Not writing for more than 2 months then coming back with pure beeduo angst is surely an experience.

More to come.

(See the end of the work for more notes.)

Work Text:

The faint sound of paper rustling and wall crumbling was something Tubbo never had the pleasure to wake up to. It felt so strange but oh so familiar at the same time, the chilly afternoon wind ruffling his brown locks ever so slightly, his ears ringing.

If it wasn't Ranboo's cries and his machines' frantic beeping next to his limp body, Tubbo could have easily fallen back asleep without a word to be spoken.

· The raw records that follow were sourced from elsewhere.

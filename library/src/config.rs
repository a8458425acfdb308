use directories::ProjectDirs;
use log::{error, info, warn};
use serde::{Deserialize, Serialize};
use std::fs;
use std::path::{Path, PathBuf};

use crate::error::LibraryError;
use crate::geometry::Orientation;

#[derive(Serialize, Deserialize, Clone, PartialEq, Debug, Default)]
#[serde(default)]
pub struct CanvasConfig {
    pub orientation: Orientation,
}

#[derive(Serialize, Deserialize, Clone, PartialEq, Debug)]
#[serde(default)]
pub struct ManipulationConfig {
    /// Distance of the rotation handle below the bottom edge, in viewport px.
    pub rotation_handle_offset_px: f64,
    /// Pick radius for corner and rotation handles, in viewport px.
    pub handle_radius_px: f64,
    /// Smallest on-screen half extent a resize may produce.
    pub min_handle_px: f64,
    /// Smallest half extent as a fraction of the canvas' shorter side.
    pub min_size_fraction: f64,
    /// Window (seconds) around the playhead in which an existing keyframe is
    /// reused instead of creating a new one.
    pub keyframe_tolerance: f64,
}

impl Default for ManipulationConfig {
    fn default() -> Self {
        Self {
            rotation_handle_offset_px: 30.0,
            handle_radius_px: 10.0,
            min_handle_px: 4.0,
            min_size_fraction: 0.02,
            keyframe_tolerance: 0.02,
        }
    }
}

#[derive(Serialize, Deserialize, Clone, PartialEq, Debug)]
#[serde(default)]
pub struct TimelineConfig {
    /// Horizontal scale at timeline zoom 1.0.
    pub pixels_per_second: f64,
    /// Overlaps shorter than this many on-screen pixels are resolved by
    /// snapping.
    pub snap_threshold_px: f64,
    pub min_duration: f64,
    pub row_height: f64,
    pub track_spacing: f64,
    /// Band around a row boundary that counts as "between layers".
    pub between_zone_px: f64,
}

impl Default for TimelineConfig {
    fn default() -> Self {
        Self {
            pixels_per_second: 50.0,
            snap_threshold_px: 50.0,
            min_duration: 0.1,
            row_height: 40.0,
            track_spacing: 2.0,
            between_zone_px: 6.0,
        }
    }
}

#[derive(Serialize, Deserialize, Clone, PartialEq, Debug, Default)]
#[serde(default)]
pub struct EditorConfig {
    pub canvas: CanvasConfig,
    pub manipulation: ManipulationConfig,
    pub timeline: TimelineConfig,
}

impl EditorConfig {
    pub fn from_toml_str(text: &str) -> Result<Self, LibraryError> {
        Ok(toml::from_str(text)?)
    }

    pub fn from_path(path: &Path) -> Result<Self, LibraryError> {
        let text = fs::read_to_string(path)?;
        Self::from_toml_str(&text)
    }

    /// Loads the user's config file, falling back to defaults when it is
    /// missing or unreadable.
    pub fn load() -> Self {
        if let Some(path) = config_path() {
            if path.exists() {
                match Self::from_path(&path) {
                    Ok(config) => {
                        info!("Loaded editor config from {}", path.display());
                        return config;
                    }
                    Err(e) => warn!("Failed to load config file, using defaults: {}", e),
                }
            }
        }
        Self::default()
    }

    pub fn save(&self) {
        let Some(path) = config_path() else {
            return;
        };
        match toml::to_string_pretty(self) {
            Ok(text) => {
                if let Err(e) = fs::write(&path, text) {
                    error!("Failed to write config file: {}", e);
                } else {
                    info!("Editor config saved to {}", path.display());
                }
            }
            Err(e) => error!("Failed to serialize config: {}", e),
        }
    }
}

fn config_path() -> Option<PathBuf> {
    let dirs = ProjectDirs::from("me", "comic", "comic_editor")?;
    let config_dir = dirs.config_dir();
    if !config_dir.exists() {
        if let Err(e) = fs::create_dir_all(config_dir) {
            error!("Failed to create config directory: {}", e);
            return None;
        }
    }
    Some(config_dir.join("editor.toml"))
}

God, he never felt this relieved after grumpily sending Ranboo out of his small laboratory - LAB #2 to be exact - with that dismissive tone of his he only used around his husband. And oh he was so happy Ranboo actually obeyed this one time without making a scene - both of them knew these small brawls between the two were nothing to worry about, they have became the norm way before Ranboo proposed to him. Why were they arguing this time? What was the reason Ranboo left with pouting round cheeks and fake-anger laced under his multicolored skin? It seemed so dumb, so unimportant in the universe's eyes at this point he didn't even bother remembering.

Tubbo had to physically force himself to go back in time, to relieve everything that had happened only a few minutes ago - minutes? maybe hours? Tubbo was not sure. If someone waltzed inside the remaining of his tiny pathetic lab to laugh into his face and say the explosion happened years ago, the brunette would believe them without a doubt - his back was already hurting from the hard stone floor, or the remains of it.

Oh yeah, explosion

His lab exploded

Who would have thought

The little bugging voice inside his head was strangely quiet, the normal banter and joking dead silent.

Is he even conscious?

Drip drip drip

Small droplets of water met his skin, easing the burning sensation if only for a little bit.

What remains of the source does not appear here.